[[ Information open ]]

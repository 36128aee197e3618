//! Shared test utilities for domain testing
//!
//! This crate provides reusable test infrastructure for the domain crates:
//! - `TestMongo`: MongoDB container with automatic cleanup
//! - `TestDataBuilder`: Deterministic test data generation
//! - `assertions`: Custom assertion helpers
//!
//! # Usage
//!
//! ```rust,no_run
//! use test_utils::{TestDataBuilder, TestMongo};
//!
//! #[tokio::test]
//! async fn my_mongo_test() {
//!     let mongo = TestMongo::new().await;
//!     let builder = TestDataBuilder::from_test_name("my_test");
//!
//!     let db = mongo.database(&builder.database_name());
//!     let collection = builder.name("inventory", "main");
//! }
//! ```

mod mongo;

pub use mongo::TestMongo;

/// Builder for test data with deterministic randomization
///
/// This ensures tests are reproducible by using seeded data.
pub struct TestDataBuilder {
    seed: u64,
}

impl TestDataBuilder {
    /// Create a new builder with a seed (for deterministic tests)
    pub fn new(seed: u64) -> Self {
        Self { seed }
    }

    /// Create from test name (generates seed from test name hash)
    ///
    /// This is the recommended way to create a builder for consistent test data.
    ///
    /// # Example
    ///
    /// ```
    /// use test_utils::TestDataBuilder;
    ///
    /// let builder = TestDataBuilder::from_test_name("test_load_catalog");
    /// ```
    pub fn from_test_name(name: &str) -> Self {
        use std::collections::hash_map::DefaultHasher;
        use std::hash::{Hash, Hasher};

        let mut hasher = DefaultHasher::new();
        name.hash(&mut hasher);
        Self::new(hasher.finish())
    }

    /// Database name unique to this seed
    ///
    /// Stays well under MongoDB's 63 byte database name limit.
    pub fn database_name(&self) -> String {
        format!("test_{:016x}", self.seed)
    }

    /// Generate a unique name for testing
    ///
    /// # Arguments
    ///
    /// * `prefix` - The type of resource (e.g., "inventory", "index")
    /// * `suffix` - A unique identifier within the test (e.g., "main", "backup")
    ///
    /// # Example
    ///
    /// ```
    /// use test_utils::TestDataBuilder;
    ///
    /// let builder = TestDataBuilder::new(12345);
    /// assert_eq!(builder.name("inventory", "main"), "test-inventory-12345-main");
    /// ```
    pub fn name(&self, prefix: &str, suffix: &str) -> String {
        format!("test-{}-{}-{}", prefix, self.seed, suffix)
    }

    /// Deterministic unit vector of `dimension` components
    ///
    /// Distinct seeds yield distinct directions, which is enough for storing
    /// embeddings without loading a model.
    pub fn embedding(&self, dimension: usize) -> Vec<f32> {
        let mut state = self.seed | 1;
        let mut values: Vec<f32> = (0..dimension)
            .map(|_| {
                // xorshift64
                state ^= state << 13;
                state ^= state >> 7;
                state ^= state << 17;
                (state % 2000) as f32 / 1000.0 - 1.0
            })
            .collect();

        let norm = values.iter().map(|v| v * v).sum::<f32>().sqrt();
        if norm > 0.0 {
            values.iter_mut().for_each(|v| *v /= norm);
        }
        values
    }
}

/// Test assertion helpers
pub mod assertions {
    /// Assert that scores are ordered best-first with a nice error message
    pub fn assert_descending(scores: &[f64], context: &str) {
        for pair in scores.windows(2) {
            assert!(
                pair[0] >= pair[1],
                "{}: scores not in descending order: {:?}",
                context,
                scores
            );
        }
    }

    /// Assert that an optional value is Some
    pub fn assert_some<T>(value: Option<T>, context: &str) -> T {
        value.unwrap_or_else(|| panic!("{}: expected Some, got None", context))
    }
}
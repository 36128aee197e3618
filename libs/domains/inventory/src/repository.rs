use async_trait::async_trait;
use domain_vector::VectorSearchQuery;
use mongodb::bson::oid::ObjectId;

use crate::error::InventoryResult;
use crate::models::{InventoryItem, SearchHit};

/// Repository trait for inventory persistence
///
/// This trait defines the data access interface for the inventory collection.
/// Implementations can use different storage backends as long as they offer a
/// vector search operator.
#[cfg_attr(test, mockall::automock)]
#[async_trait]
pub trait InventoryRepository: Send + Sync {
    /// Drop all existing records and insert `items`; returns the number inserted
    async fn replace_all(&self, items: Vec<InventoryItem>) -> InventoryResult<u64>;

    /// Every record in the collection
    async fn list_all(&self) -> InventoryResult<Vec<InventoryItem>>;

    /// Store `embedding` on record `id`; returns false when no record matched
    async fn set_embedding(
        &self,
        id: ObjectId,
        embedding: Vec<f32>,
        model_key: String,
    ) -> InventoryResult<bool>;

    /// Nearest-neighbour search over the stored embeddings
    async fn vector_search(&self, query: VectorSearchQuery) -> InventoryResult<Vec<SearchHit>>;

    /// Number of records
    async fn count(&self) -> InventoryResult<u64>;

    /// Number of records carrying an embedding
    async fn count_embedded(&self) -> InventoryResult<u64>;

    /// Distinct model keys recorded next to stored embeddings
    async fn embedding_models(&self) -> InventoryResult<Vec<String>>;
}
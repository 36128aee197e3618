//! Inventory Domain
//!
//! Seed catalog, embedding generation and semantic search over the
//! `inventory` collection in MongoDB.
//!
//! # Architecture
//!
//! ```text
//! ┌─────────────┐      ┌───────────────────┐
//! │   Service   │─────▶│ EmbeddingProvider │  ← domain_vector
//! └──────┬──────┘      └───────────────────┘
//!        │
//! ┌──────▼──────┐
//! │ Repository  │  ← Data access (trait + MongoDB implementation)
//! └──────┬──────┘
//!        │
//! ┌──────▼──────┐
//! │   Models    │  ← InventoryItem, seed catalog, reports
//! └─────────────┘
//! ```
//!
//! # Usage
//!
//! ```rust,no_run
//! use domain_inventory::{InventoryService, MongoInventoryRepository};
//! use domain_vector::{DistanceMetric, EmbeddingModel, FastEmbedConfig, FastEmbedProvider, SearchOptions};
//! use mongodb::Client;
//!
//! # async fn example() -> Result<(), Box<dyn std::error::Error>> {
//! let client = Client::with_uri_str("mongodb://localhost:27017").await?;
//! let service = InventoryService::new(MongoInventoryRepository::new(client.database("homedepot")));
//!
//! service.load_catalog().await?;
//!
//! let provider = FastEmbedProvider::load(EmbeddingModel::MiniLm, &FastEmbedConfig::default()).await?;
//! service.generate_embeddings(&provider, DistanceMetric::Cosine).await?;
//!
//! for hit in service.search(&provider, "garden tools", &SearchOptions::default()).await? {
//!     println!("{} ({:.3})", hit.description, hit.score);
//! }
//! # Ok(())
//! # }
//! ```

pub mod catalog;
pub mod error;
pub mod models;
pub mod mongodb;
pub mod repository;
pub mod service;

// Re-export commonly used types
pub use catalog::seed_catalog;
pub use error::{InventoryError, InventoryResult};
pub use models::{
    CatalogStatus, Category, EmbeddedItem, GenerateReport, InventoryItem, LoadReport, SearchHit,
};
pub use mongodb::{DEFAULT_COLLECTION, MongoInventoryRepository};
pub use repository::InventoryRepository;
pub use service::InventoryService;
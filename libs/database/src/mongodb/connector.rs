use mongodb::{Client, options::ClientOptions};
use std::time::Duration;
use tracing::info;

use super::MongoConfig;

/// Error type for MongoDB operations
#[derive(Debug, thiserror::Error)]
pub enum MongoError {
    #[error("MongoDB error: {0}")]
    Mongo(#[from] mongodb::error::Error),

    #[error("Connection failed: {0}")]
    ConnectionFailed(String),
}

/// Connect using a MongoConfig
///
/// The connection is verified with a lightweight `listDatabases` round trip so
/// that a bad URI or unreachable cluster fails here rather than on first use.
///
/// # Example
/// ```ignore
/// use database::mongodb::{MongoConfig, connect_from_config};
///
/// let config = MongoConfig::with_database("mongodb://localhost:27017", "homedepot");
/// let client = connect_from_config(&config).await?;
/// ```
pub async fn connect_from_config(config: &MongoConfig) -> Result<Client, MongoError> {
    info!(url = %config.redacted_url(), database = %config.database, "Connecting to MongoDB");

    let mut options = ClientOptions::parse(&config.url).await?;

    options.connect_timeout = Some(Duration::from_secs(config.connect_timeout_secs));
    options.server_selection_timeout =
        Some(Duration::from_secs(config.server_selection_timeout_secs));

    if let Some(ref app_name) = config.app_name {
        options.app_name = Some(app_name.clone());
    }

    let client = Client::with_options(options)?;

    client
        .list_database_names()
        .await
        .map_err(|e| MongoError::ConnectionFailed(e.to_string()))?;

    info!("Successfully connected to MongoDB");
    Ok(client)
}

#[cfg(test)]
mod tests {
    use super::*;

    #[tokio::test]
    async fn test_connect_rejects_malformed_uri() {
        let config = MongoConfig::new("not-a-mongodb-uri");
        let result = connect_from_config(&config).await;
        assert!(matches!(result, Err(MongoError::Mongo(_))));
    }

    #[tokio::test]
    #[ignore] // Requires actual MongoDB
    async fn test_connect_from_config() {
        let url = std::env::var("MONGODB_URI")
            .unwrap_or_else(|_| "mongodb://localhost:27017".to_string());
        let config = MongoConfig::with_database(url, "test");
        let result = connect_from_config(&config).await;
        assert!(result.is_ok());
    }
}
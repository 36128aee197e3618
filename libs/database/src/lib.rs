//! Database library providing the MongoDB connector used by the inventory tooling
//!
//! # Example
//!
//! ```ignore
//! use database::mongodb::{MongoConfig, connect_from_config};
//!
//! let config = MongoConfig::with_database("mongodb://localhost:27017", "homedepot");
//! let client = connect_from_config(&config).await?;
//! let db = client.database(config.database());
//! ```

pub mod mongodb;
//! End-to-end tournament flow against the in-memory store, with stub
//! implementations at every external seam: peer protocol, image builder,
//! and sandbox.
//!
//! Three participants:
//! - alice: clean run, finds the synthetic pattern plus one novelty;
//! - bob: container exits non-zero, which disqualifies him outright;
//! - carol: output is schema-valid but her one claimed pattern has no
//!   backing flows, so she only earns the feature-performance sliver.

use agora_dataset::{DatasetLayout, WorkLayout};
use agora_engine::{normalize_weights, Orchestrator, Worker};
use agora_sandbox::{RunReport, Sandbox, SandboxError, SandboxLimits};
use agora_store::{JobQueue, MemoryBackend, StoreBackend, TournamentStore};
use agora_submission::{
    builder::image_tag, ImageBuilder, SubmissionClaim, SubmissionError, SubmissionProcessor,
    SubmissionProtocol,
};
use agora_types::{
    ParticipantId, RunStatus, ScheduleMode, SubmissionId, SubmissionStatus, TournamentConfig,
    TournamentId, TournamentStatus,
};
use async_trait::async_trait;
use chrono::NaiveDate;
use std::collections::HashMap;
use std::path::{Path, PathBuf};
use std::sync::Arc;
use std::time::Duration;

const TEST_DATE: &str = "2025-06-01";

// ---------------------------------------------------------------------
// Stubs
// ---------------------------------------------------------------------

struct StubProtocol {
    claims: Vec<(ParticipantId, SubmissionClaim)>,
}

#[async_trait]
impl SubmissionProtocol for StubProtocol {
    async fn peers(&self) -> Result<Vec<ParticipantId>, SubmissionError> {
        Ok(self.claims.iter().map(|(p, _)| p.clone()).collect())
    }

    async fn collect(
        &self,
        _tournament_id: &TournamentId,
        _epoch_number: u64,
        peer: &ParticipantId,
    ) -> Result<Option<SubmissionClaim>, SubmissionError> {
        Ok(self
            .claims
            .iter()
            .find(|(p, _)| p == peer)
            .map(|(_, claim)| claim.clone()))
    }
}

struct StubBuilder;

#[async_trait]
impl ImageBuilder for StubBuilder {
    async fn build(
        &self,
        _submission_id: &SubmissionId,
        participant: &ParticipantId,
        _repository_url: &str,
        commit_hash: &str,
    ) -> Result<String, SubmissionError> {
        Ok(image_tag(participant, commit_hash))
    }
}

#[derive(Clone)]
enum PayloadBehavior {
    /// Write good artifacts: the synthetic pattern and one real novelty.
    Honest,
    /// Exit with the given non-zero code.
    Crash(i32),
    /// Valid schema, but the claimed pattern's flows do not exist.
    Fabricate,
}

struct StubSandbox {
    behaviors: HashMap<String, PayloadBehavior>,
}

#[async_trait]
impl Sandbox for StubSandbox {
    async fn run(
        &self,
        image_tag: &str,
        _input_dir: &Path,
        output_dir: &Path,
        _limits: &SandboxLimits,
    ) -> Result<RunReport, SandboxError> {
        let behavior = self
            .behaviors
            .get(image_tag)
            .cloned()
            .ok_or_else(|| SandboxError::LaunchFailed(format!("unknown image {image_tag}")))?;

        let exit_code = match behavior {
            PayloadBehavior::Crash(code) => code,
            PayloadBehavior::Honest => {
                write_features(output_dir, &["addr-a", "addr-b", "addr-c"]);
                write_patterns(
                    output_dir,
                    &[
                        "gt-1,cycle,\"addr-a,addr-b\",",
                        "novel-1,layering_path,\"addr-b,addr-c\",",
                    ],
                );
                std::fs::write(
                    output_dir.join("timings.json"),
                    r#"{"feature_generation_seconds": 10.0, "pattern_detection_seconds": 20.0}"#,
                )
                .unwrap();
                0
            }
            PayloadBehavior::Fabricate => {
                write_features(output_dir, &["addr-a", "addr-c"]);
                // addr-c -> addr-a never happened on chain.
                write_patterns(output_dir, &["fake-1,cycle,\"addr-c,addr-a\","]);
                0
            }
        };

        // Wall time larger than any claimed phase time, so the claimed
        // timings survive the untrusted-timings clamp.
        Ok(RunReport {
            exit_code,
            wall_seconds: 25.0,
            timed_out: false,
            tail_log: String::new(),
        })
    }
}

// ---------------------------------------------------------------------
// Fixtures
// ---------------------------------------------------------------------

fn write_features(dir: &Path, addresses: &[&str]) {
    let mut rows = vec![
        "address,degree_in,degree_out,total_amount_in,total_amount_out,tx_count,unique_counterparties,mean_transfer_amount,activity_span_seconds".to_string(),
    ];
    for address in addresses {
        rows.push(format!("{address},1,1,10.0,10.0,2,2,5.0,600"));
    }
    std::fs::write(dir.join("features.csv"), rows.join("\n")).unwrap();
}

fn write_patterns(dir: &Path, rows: &[&str]) {
    let mut lines = vec!["pattern_id,pattern_type,address_path,hop_timestamps".to_string()];
    lines.extend(rows.iter().map(|r| r.to_string()));
    std::fs::write(dir.join("patterns.csv"), lines.join("\n")).unwrap();
}

/// Lay out one dataset under `{root}/torus/{TEST_DATE}/24h/`.
fn write_dataset(root: &Path) {
    let dir = root.join("torus").join(TEST_DATE).join("24h");
    std::fs::create_dir_all(&dir).unwrap();

    std::fs::write(
        dir.join("transfers.csv"),
        "from_address,to_address,asset,amount,block_time\n\
         addr-a,addr-b,tor,5.0,100\n\
         addr-b,addr-c,tor,2.0,200\n",
    )
    .unwrap();
    std::fs::write(dir.join("address_labels.csv"), "address,label\naddr-a,exchange\n").unwrap();
    std::fs::write(dir.join("asset_prices.csv"), "asset,price_usd\ntor,1.25\n").unwrap();
    std::fs::write(dir.join("assets.csv"), "asset,decimals\ntor,9\n").unwrap();
    std::fs::write(
        dir.join("ground_truth.csv"),
        "pattern_id,pattern_type,address\ngt-1,cycle,addr-a\ngt-1,cycle,addr-b\n",
    )
    .unwrap();
}

fn test_config() -> TournamentConfig {
    TournamentConfig {
        submission_duration_seconds: 1,
        epoch_count: 2,
        epoch_duration_seconds: 1,
        networks: vec!["torus".to_string()],
        schedule_mode: ScheduleMode::Manual,
        feature_time_cap_seconds: 300.0,
        pattern_time_cap_seconds: 600.0,
        baseline_feature_time_seconds: 30.0,
        baseline_pattern_time_seconds: 120.0,
        memory_limit_bytes: 1024 * 1024 * 1024,
        cpu_cores: 1.0,
        process_limit: 64,
        run_timeout_seconds: 30,
        baseline_score: 0.5,
        // Both epochs read the same pinned dataset date.
        pin_test_date: Some(TEST_DATE.parse::<NaiveDate>().unwrap()),
    }
}

struct Harness {
    orchestrator: Arc<Orchestrator>,
    worker: Worker,
    store: TournamentStore,
    _data_dir: tempfile::TempDir,
    _work_dir: tempfile::TempDir,
}

fn harness() -> Harness {
    let data_dir = tempfile::tempdir().unwrap();
    let work_dir = tempfile::tempdir().unwrap();
    write_dataset(data_dir.path());

    let alice = ParticipantId::new("alice");
    let bob = ParticipantId::new("bob");
    let carol = ParticipantId::new("carol");
    let commit = |c: char| c.to_string().repeat(40);
    let claim = |c: char| SubmissionClaim {
        repository_url: "https://git.example/x/analyzer".to_string(),
        commit_hash: commit(c),
    };

    let protocol = StubProtocol {
        claims: vec![
            (alice.clone(), claim('a')),
            (bob.clone(), claim('b')),
            (carol.clone(), claim('c')),
        ],
    };

    let mut behaviors = HashMap::new();
    behaviors.insert(image_tag(&alice, &commit('a')), PayloadBehavior::Honest);
    behaviors.insert(image_tag(&bob, &commit('b')), PayloadBehavior::Crash(3));
    behaviors.insert(image_tag(&carol, &commit('c')), PayloadBehavior::Fabricate);

    let backend: Arc<dyn StoreBackend> = Arc::new(MemoryBackend::new());
    let store = TournamentStore::new(backend.clone());
    let queue = JobQueue::new(backend);
    let processor = Arc::new(SubmissionProcessor::new(
        Arc::new(protocol),
        Arc::new(StubBuilder),
    ));

    let orchestrator = Arc::new(
        Orchestrator::new(
            store.clone(),
            queue,
            processor,
            Arc::new(StubSandbox { behaviors }),
            DatasetLayout::new(PathBuf::from(data_dir.path())),
            WorkLayout::new(PathBuf::from(work_dir.path())),
            Arc::new(agora_engine::LogWeightSink),
            test_config(),
        )
        .with_collect_poll(1),
    );
    let worker = Worker::new(orchestrator.clone());

    Harness {
        orchestrator,
        worker,
        store,
        _data_dir: data_dir,
        _work_dir: work_dir,
    }
}

/// Drain the queue repeatedly (jobs schedule each other into the future)
/// until the tournament reaches a terminal status.
async fn run_to_completion(harness: &Harness) -> agora_types::Tournament {
    for _ in 0..120 {
        harness.worker.drain().await.unwrap();
        if let Some(t) = harness
            .store
            .backend()
            .list_tournaments()
            .await
            .unwrap()
            .into_iter()
            .next()
        {
            if matches!(
                t.status,
                TournamentStatus::Completed | TournamentStatus::Failed
            ) {
                return t;
            }
        }
        tokio::time::sleep(Duration::from_millis(250)).await;
    }
    panic!("tournament did not reach a terminal status");
}

// ---------------------------------------------------------------------
// Tests
// ---------------------------------------------------------------------

#[tokio::test]
async fn test_full_tournament_lifecycle() {
    let h = harness();
    h.orchestrator.trigger_tournament(1).await.unwrap();

    let tournament = run_to_completion(&h).await;
    assert_eq!(tournament.status, TournamentStatus::Completed);
    assert_eq!(tournament.epoch_number, 1);
    assert_eq!(tournament.total_submissions, 3);
    assert!(tournament.weights_set_at.is_some());
    // 2 epochs x (alice + carol); bob's crash in epoch 0 still records a
    // run per epoch because disqualification happens at aggregation.
    assert_eq!(tournament.total_runs, 6);

    let results = h.store.list_results(&tournament.id).await.unwrap();
    assert_eq!(results.len(), 3);

    // alice wins with both gates passed.
    let alice = &results[0];
    assert_eq!(alice.participant_id.as_str(), "alice");
    assert_eq!(alice.rank, 1);
    assert!(alice.is_winner);
    assert!(alice.beat_baseline);
    assert!(!alice.disqualified);
    // fp=0.75, sr=1, pp=1, nd=0 (cap floor(1/2)=0), pp2=6/7.
    let expected = 0.10 * 0.75 + 0.30 * 1.0 + 0.25 * 1.0 + 0.25 * 0.0 + 0.10 * (6.0 / 7.0);
    assert!((alice.final_score - expected).abs() < 1e-9);
    assert_eq!(alice.total_synthetic_found, 2); // one per epoch
    assert_eq!(alice.total_novelty_valid, 2);

    // carol reported only a fabricated pattern: no valid patterns, so she
    // earns the feature-performance sliver and nothing else.
    let carol = &results[1];
    assert_eq!(carol.participant_id.as_str(), "carol");
    assert!(!carol.disqualified);
    assert!(carol.final_score > 0.0);
    assert!(carol.final_score < 0.1);
    assert_eq!(carol.total_novelty_invalid, 2);

    // bob crashed: strict disqualification.
    let bob = &results[2];
    assert_eq!(bob.participant_id.as_str(), "bob");
    assert!(bob.disqualified);
    assert_eq!(bob.final_score, 0.0);
    assert!(!bob.is_winner);

    // Exactly one winner.
    assert_eq!(results.iter().filter(|r| r.is_winner).count(), 1);

    // Submission rows reflect the outcome.
    let submissions = h.store.list_submissions(&tournament.id).await.unwrap();
    let by_name: HashMap<&str, SubmissionStatus> = submissions
        .iter()
        .map(|s| (s.participant_id.as_str(), s.status))
        .collect();
    assert_eq!(by_name["alice"], SubmissionStatus::Validated);
    assert_eq!(by_name["carol"], SubmissionStatus::Validated);
    assert_eq!(by_name["bob"], SubmissionStatus::Disqualified);

    // Weight vector: normalized over non-negative scores, bob at zero.
    let weights = normalize_weights(&results);
    let total: f64 = weights.iter().map(|(_, w)| w).sum();
    assert!((total - 1.0).abs() < 1e-9);
    assert_eq!(weights.iter().find(|(p, _)| p.as_str() == "bob").unwrap().1, 0.0);
}

#[tokio::test]
async fn test_runs_recorded_per_epoch_with_statuses() {
    let h = harness();
    h.orchestrator.trigger_tournament(1).await.unwrap();
    let tournament = run_to_completion(&h).await;

    for submission in h.store.list_submissions(&tournament.id).await.unwrap() {
        let runs = h.store.runs_for_submission(&submission.id).await.unwrap();
        assert_eq!(runs.len(), 2, "{} should have one run per epoch", submission.participant_id);
        assert_eq!(runs[0].epoch_number, 0);
        assert_eq!(runs[1].epoch_number, 1);

        match submission.participant_id.as_str() {
            "bob" => {
                assert!(runs.iter().all(|r| r.status == RunStatus::Failed));
                assert!(runs.iter().all(|r| r.exit_code == Some(3)));
            }
            _ => {
                assert!(runs.iter().all(|r| r.status == RunStatus::Completed));
                assert!(runs.iter().all(|r| r.features_valid == Some(true)));
            }
        }
    }
}

#[tokio::test]
async fn test_redelivered_epoch_job_is_idempotent() {
    let h = harness();
    h.orchestrator.trigger_tournament(1).await.unwrap();
    let tournament = run_to_completion(&h).await;

    let stats_before = h.store.backend().stats().await.unwrap();

    // Simulate an at-least-once redelivery of an already-processed epoch:
    // the handler must leave the store unchanged.
    h.orchestrator
        .queue()
        .enqueue_now(agora_store::JobKind::RunEpoch {
            tournament_id: tournament.id,
            epoch_index: 0,
        })
        .await
        .unwrap();
    h.worker.drain().await.unwrap();

    let stats_after = h.store.backend().stats().await.unwrap();
    assert_eq!(stats_before.run_count, stats_after.run_count);
    assert_eq!(stats_before.result_count, stats_after.result_count);

    let reloaded = h.store.get_tournament(&tournament.id).await.unwrap();
    assert_eq!(reloaded.status, TournamentStatus::Completed);
}

#[tokio::test]
async fn test_second_tournament_rejected_while_live() {
    let h = harness();
    h.orchestrator.trigger_tournament(1).await.unwrap();
    // Process the start job only.
    h.worker.drain().await.unwrap();

    let live = h.store.active_tournament().await.unwrap().unwrap();
    assert_eq!(live.status, TournamentStatus::Collecting);

    // A second start while one is live is skipped, not an error.
    h.orchestrator.trigger_tournament(2).await.unwrap();
    h.worker.drain().await.unwrap();
    assert!(h
        .store
        .backend()
        .get_tournament_by_epoch(2)
        .await
        .unwrap()
        .is_none());

    let tournament = run_to_completion(&h).await;
    assert_eq!(tournament.epoch_number, 1);
}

[[ Information closed ]]

The expected answer is each line of the records above that includes the string "InventoryResult".

● **Task solution**:
use crate::error::InventoryResult;
    async fn replace_all(&self, items: Vec<InventoryItem>) -> InventoryResult<u64>;
    async fn list_all(&self) -> InventoryResult<Vec<InventoryItem>>;
    ) -> InventoryResult<bool>;
    async fn vector_search(&self, query: VectorSearchQuery) -> InventoryResult<Vec<SearchHit>>;
    async fn count(&self) -> InventoryResult<u64>;
    async fn count_embedded(&self) -> InventoryResult<u64>;
    async fn embedding_models(&self) -> InventoryResult<Vec<String>>;
pub use error::{InventoryError, InventoryResult};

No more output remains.